The new Bone &  Joint Institute at Hartford Hospital is a 165,000-square-foot acknowledgement that musculoskeletal care in America is taking a swift, if somewhat achy, turn.

“We are living longer, working harder, exercising less,” says Dr. Stuart Markowitz, Hartford Hospital president and senior vice president of Hartford HealthCare, “and not always taking care for our bodies as we should.”

By conventional standards, the Bone & Joint Institute is a Futurama mashup of services where people can request an osteoporosis screening, sign up for a fracture-prevention clinic, watch a better-health cooking demonstration in a fully-stocked professional kitchen, have a hip or knee replacement, find mental health guidance for post-injury anxiety or depression and use the Motion Lab to get an early start on post-surgery rehabilitation with an antigravity treadmill or improve their golf swing, running efficiency or baseball pitching mechanics through computer-guided analytics.

“This is not your father’s knee and hip surgery center,” says Dr. Markowitz.

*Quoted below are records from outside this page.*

//! In-memory store for tests and throwaway chains.

use std::collections::{BTreeMap, HashMap};
use std::sync::Mutex;

use crate::{Column, KeyValueStore, StoreError, WriteBatch, WriteOp};

#[derive(Default)]
pub struct MemoryStore {
    columns: Mutex<HashMap<Column, BTreeMap<Vec<u8>, Vec<u8>>>>,
}

impl MemoryStore {
    pub fn new() -> Self {
        Self::default()
    }

    fn lock(&self) -> Result<std::sync::MutexGuard<'_, HashMap<Column, BTreeMap<Vec<u8>, Vec<u8>>>>, StoreError> {
        self.columns
            .lock()
            .map_err(|_| StoreError::Backend("memory store lock poisoned".into()))
    }
}

impl KeyValueStore for MemoryStore {
    fn get(&self, column: Column, key: &[u8]) -> Result<Option<Vec<u8>>, StoreError> {
        let columns = self.lock()?;
        Ok(columns
            .get(&column)
            .and_then(|entries| entries.get(key))
            .cloned())
    }

    fn put(&self, column: Column, key: &[u8], value: &[u8]) -> Result<(), StoreError> {
        let mut columns = self.lock()?;
        columns
            .entry(column)
            .or_default()
            .insert(key.to_vec(), value.to_vec());
        Ok(())
    }

    fn delete(&self, column: Column, key: &[u8]) -> Result<(), StoreError> {
        let mut columns = self.lock()?;
        if let Some(entries) = columns.get_mut(&column) {
            entries.remove(key);
        }
        Ok(())
    }

    fn scan_prefix(
        &self,
        column: Column,
        prefix: &[u8],
    ) -> Result<Vec<(Vec<u8>, Vec<u8>)>, StoreError> {
        let columns = self.lock()?;
        let Some(entries) = columns.get(&column) else {
            return Ok(Vec::new());
        };
        Ok(entries
            .range(prefix.to_vec()..)
            .take_while(|(key, _)| key.starts_with(prefix))
            .map(|(key, value)| (key.clone(), value.clone()))
            .collect())
    }

    fn write_batch(&self, batch: WriteBatch) -> Result<(), StoreError> {
        let mut columns = self.lock()?;
        for op in batch.iter() {
            match op {
                WriteOp::Put { column, key, value } => {
                    columns
                        .entry(*column)
                        .or_default()
                        .insert(key.clone(), value.clone());
                }
                WriteOp::Delete { column, key } => {
                    if let Some(entries) = columns.get_mut(column) {
                        entries.remove(key);
                    }
                }
            }
        }
        Ok(())
    }
}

The $150 million project, a partnership between Hartford Hospital and Orthopedic Associates of Hartford, promises a holistic approach with screenings that identify modifiable risk factors such as obesity, diabetes, malnutrition, smoking, opioid use or mental health issues that contribute to orthopedic conditions or affect recovery. The Bone & Joint Institute, scheduled to open Nov. 15, will collaborate with Hartford Hospital’s Center for Education, Simulation and Innovation — regarded as one of the nation’s top training centers — to develop treatment plans modeled for specific patients.

“We’re rethinking everything orthopedic,”says Kimberley Beekmann, the clinical coordinator at the Center for Musculoskeletal Health. “Every patient is going to have a tailored plan around their entire health, not just musculoskeletal health.”

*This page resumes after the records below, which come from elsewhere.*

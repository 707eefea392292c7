//! Mempool entries and fee rates.

use std::collections::HashSet;
use std::sync::Arc;

use basaltd_chainstate::validation::transaction_sigops;
use basaltd_consensus::Hash256;
use basaltd_primitives::transaction::Transaction;

/// Satoshis per thousand bytes of serialized transaction.
#[derive(Clone, Copy, Debug, Default, Eq, Ord, PartialEq, PartialOrd)]
pub struct FeeRate(i64);

impl FeeRate {
    pub const ZERO: FeeRate = FeeRate(0);

    pub fn from_sat_per_kb(sat_per_kb: i64) -> Self {
        Self(sat_per_kb)
    }

    /// Rate paid by `fee` over `size` bytes, rounded down.
    pub fn from_fee_size(fee: i64, size: usize) -> Self {
        if size == 0 {
            return Self(0);
        }
        Self(fee.saturating_mul(1_000) / size as i64)
    }

    pub fn sat_per_kb(self) -> i64 {
        self.0
    }

    /// Fee this rate charges for `size` bytes, rounded up so paying it
    /// always meets the rate.
    pub fn fee_for(self, size: usize) -> i64 {
        let fee = self.0.saturating_mul(size as i64) / 1_000;
        if self.0.saturating_mul(size as i64) % 1_000 != 0 {
            fee + 1
        } else {
            fee
        }
    }

    pub fn halved(self) -> Self {
        Self(self.0 / 2)
    }
}

/// A transaction waiting in the pool, with cached package aggregates.
///
/// Ancestor figures include the entry itself and every unconfirmed
/// ancestor; descendant figures include the entry and everything that
/// depends on it. The pool keeps both current on every mutation.
#[derive(Clone, Debug)]
pub struct MempoolEntry {
    pub(crate) tx: Arc<Transaction>,
    pub(crate) txid: Hash256,
    pub(crate) fee: i64,
    pub(crate) size: usize,
    pub(crate) sigop_cost: u32,
    /// Unix time the entry was accepted.
    pub(crate) time: i64,
    /// Tip height at acceptance.
    pub(crate) height: i32,
    pub(crate) parents: HashSet<Hash256>,
    pub(crate) children: HashSet<Hash256>,
    pub(crate) ancestor_count: usize,
    pub(crate) ancestor_size: usize,
    pub(crate) ancestor_fees: i64,
    pub(crate) descendant_count: usize,
    pub(crate) descendant_size: usize,
    pub(crate) descendant_fees: i64,
}

impl MempoolEntry {
    pub(crate) fn new(
        tx: Arc<Transaction>,
        txid: Hash256,
        fee: i64,
        time: i64,
        height: i32,
        parents: HashSet<Hash256>,
    ) -> Self {
        let size = tx.serialized_size();
        let sigop_cost = transaction_sigops(&tx);
        Self {
            tx,
            txid,
            fee,
            size,
            sigop_cost,
            time,
            height,
            parents,
            children: HashSet::new(),
            ancestor_count: 1,
            ancestor_size: size,
            ancestor_fees: fee,
            descendant_count: 1,
            descendant_size: size,
            descendant_fees: fee,
        }
    }

    pub fn tx(&self) -> &Arc<Transaction> {
        &self.tx
    }

    pub fn txid(&self) -> Hash256 {
        self.txid
    }

    pub fn fee(&self) -> i64 {
        self.fee
    }

    pub fn size(&self) -> usize {
        self.size
    }

    pub fn sigop_cost(&self) -> u32 {
        self.sigop_cost
    }

    pub fn time(&self) -> i64 {
        self.time
    }

    pub fn height(&self) -> i32 {
        self.height
    }

    pub fn parents(&self) -> &HashSet<Hash256> {
        &self.parents
    }

    pub fn children(&self) -> &HashSet<Hash256> {
        &self.children
    }

    pub fn ancestor_count(&self) -> usize {
        self.ancestor_count
    }

    pub fn ancestor_size(&self) -> usize {
        self.ancestor_size
    }

    pub fn ancestor_fees(&self) -> i64 {
        self.ancestor_fees
    }

    pub fn descendant_count(&self) -> usize {
        self.descendant_count
    }

    pub fn descendant_size(&self) -> usize {
        self.descendant_size
    }

    pub fn descendant_fees(&self) -> i64 {
        self.descendant_fees
    }

    pub fn fee_rate(&self) -> FeeRate {
        FeeRate::from_fee_size(self.fee, self.size)
    }

    /// Rate of the entry together with all its unconfirmed ancestors.
    pub fn ancestor_fee_rate(&self) -> FeeRate {
        FeeRate::from_fee_size(self.ancestor_fees, self.ancestor_size)
    }

    /// Rate of the entry together with everything depending on it.
    pub fn descendant_fee_rate(&self) -> FeeRate {
        FeeRate::from_fee_size(self.descendant_fees, self.descendant_size)
    }
}

#[cfg(test)]
mod tests {
    use super::*;

    #[test]
    fn fee_rate_rounding() {
        let rate = FeeRate::from_fee_size(1_500, 1_000);
        assert_eq!(rate.sat_per_kb(), 1_500);
        // 1500 sat/kb over 250 bytes: 375 exactly.
        assert_eq!(rate.fee_for(250), 375);
        // Exact product, no rounding.
        assert_eq!(FeeRate::from_sat_per_kb(1_000).fee_for(333), 333);
        // Rounds up when inexact.
        assert_eq!(FeeRate::from_sat_per_kb(1_001).fee_for(333), 334);
        assert_eq!(FeeRate::from_fee_size(100, 0), FeeRate::ZERO);
    }

    #[test]
    fn fee_rate_ordering() {
        assert!(FeeRate::from_sat_per_kb(2_000) > FeeRate::from_sat_per_kb(1_999));
        assert!(FeeRate::from_fee_size(1_000, 500) > FeeRate::from_fee_size(1_000, 501));
    }
}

Let’s say a patient, after a  screening, is diagnosed with osteoporosis. Immediately, that patient can learn how to strengthen bones and joints in a fracture-prevention clinic.

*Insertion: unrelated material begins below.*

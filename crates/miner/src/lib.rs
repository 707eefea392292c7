//! Block template assembly for mining on top of the chain state.

pub mod assembler;

pub use assembler::{create_new_block, solve_block, BlockTemplate, MinerError};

“Did you know that if you break your hip, you’re 25 times more likely to break he other one?” says Dr. Courtland Lewis, the Bone & Joint Institute’s physician in chief.

The Bone & Joint Institute’s Inpatient Building:

  • 5 floors
  • 130,000 total square feet
  • 8 operating rooms
  • 48 inpatient beds
  • Diagnostic services
  • Outpatient rehabilitation/wellness areas, including a Motion Analysis Laboratory.
  • Public space.

The ambulatory and medical space:

  • 4 floors
  • 35,000 total square feet
  • Offices for orthopedics, rheumatology and musculoskeletal specialty care programming
  • 3 ambulatory surgery rooms.

Already, 1 million total joint replacements are performed each year in the United States. As baby boomers age, that number should increase significantly. That explains the commitment to the Bone & Joint Institute, which broke ground on Retreat Avenue in October 2014. With a little imagination and an aerial view, the Institute’s two two buildings, with curved exterior and rounded edges, can appear as bones connected by a ligament — a third-story skywalk over Seymour Street that links outpatient ambulatory care with inpatient hospital care.

The main building, with 130,000 square feet, includes eight operating rooms, 48 inpatient beds and outpatient rehabilitation-wellness areas. The ambulatory and medical space, with 35,000 square feet, includes three ambulatory surgery rooms and medical offices. Within the walls, you’ll find care built around movement (physical therapy and exercise), nutrition (weight management, healing properties, performance enhancement), mindset (challenges related to injury or condition) and improvement (overall health).

The Motion Lab also hopes to become a destination for local sports teams, coaches and sports professionals interested in improving performance, maintenance and recovery from injury.  What’s your level of fitness? Climb aboard the VO2 Max, which measures the peak rate of oxygen consumption during incremental physical activity. Find out, then consult the available physical therapists, strength coaches, sports psychologists, sports nutritionists and other specialists to learn how to get better.

“When populations are healthier,” says Dr. Markowitz,  “the cost of health care goes down, with fewer hospitalizations, fewer injuries and, most important, a better quality of life.”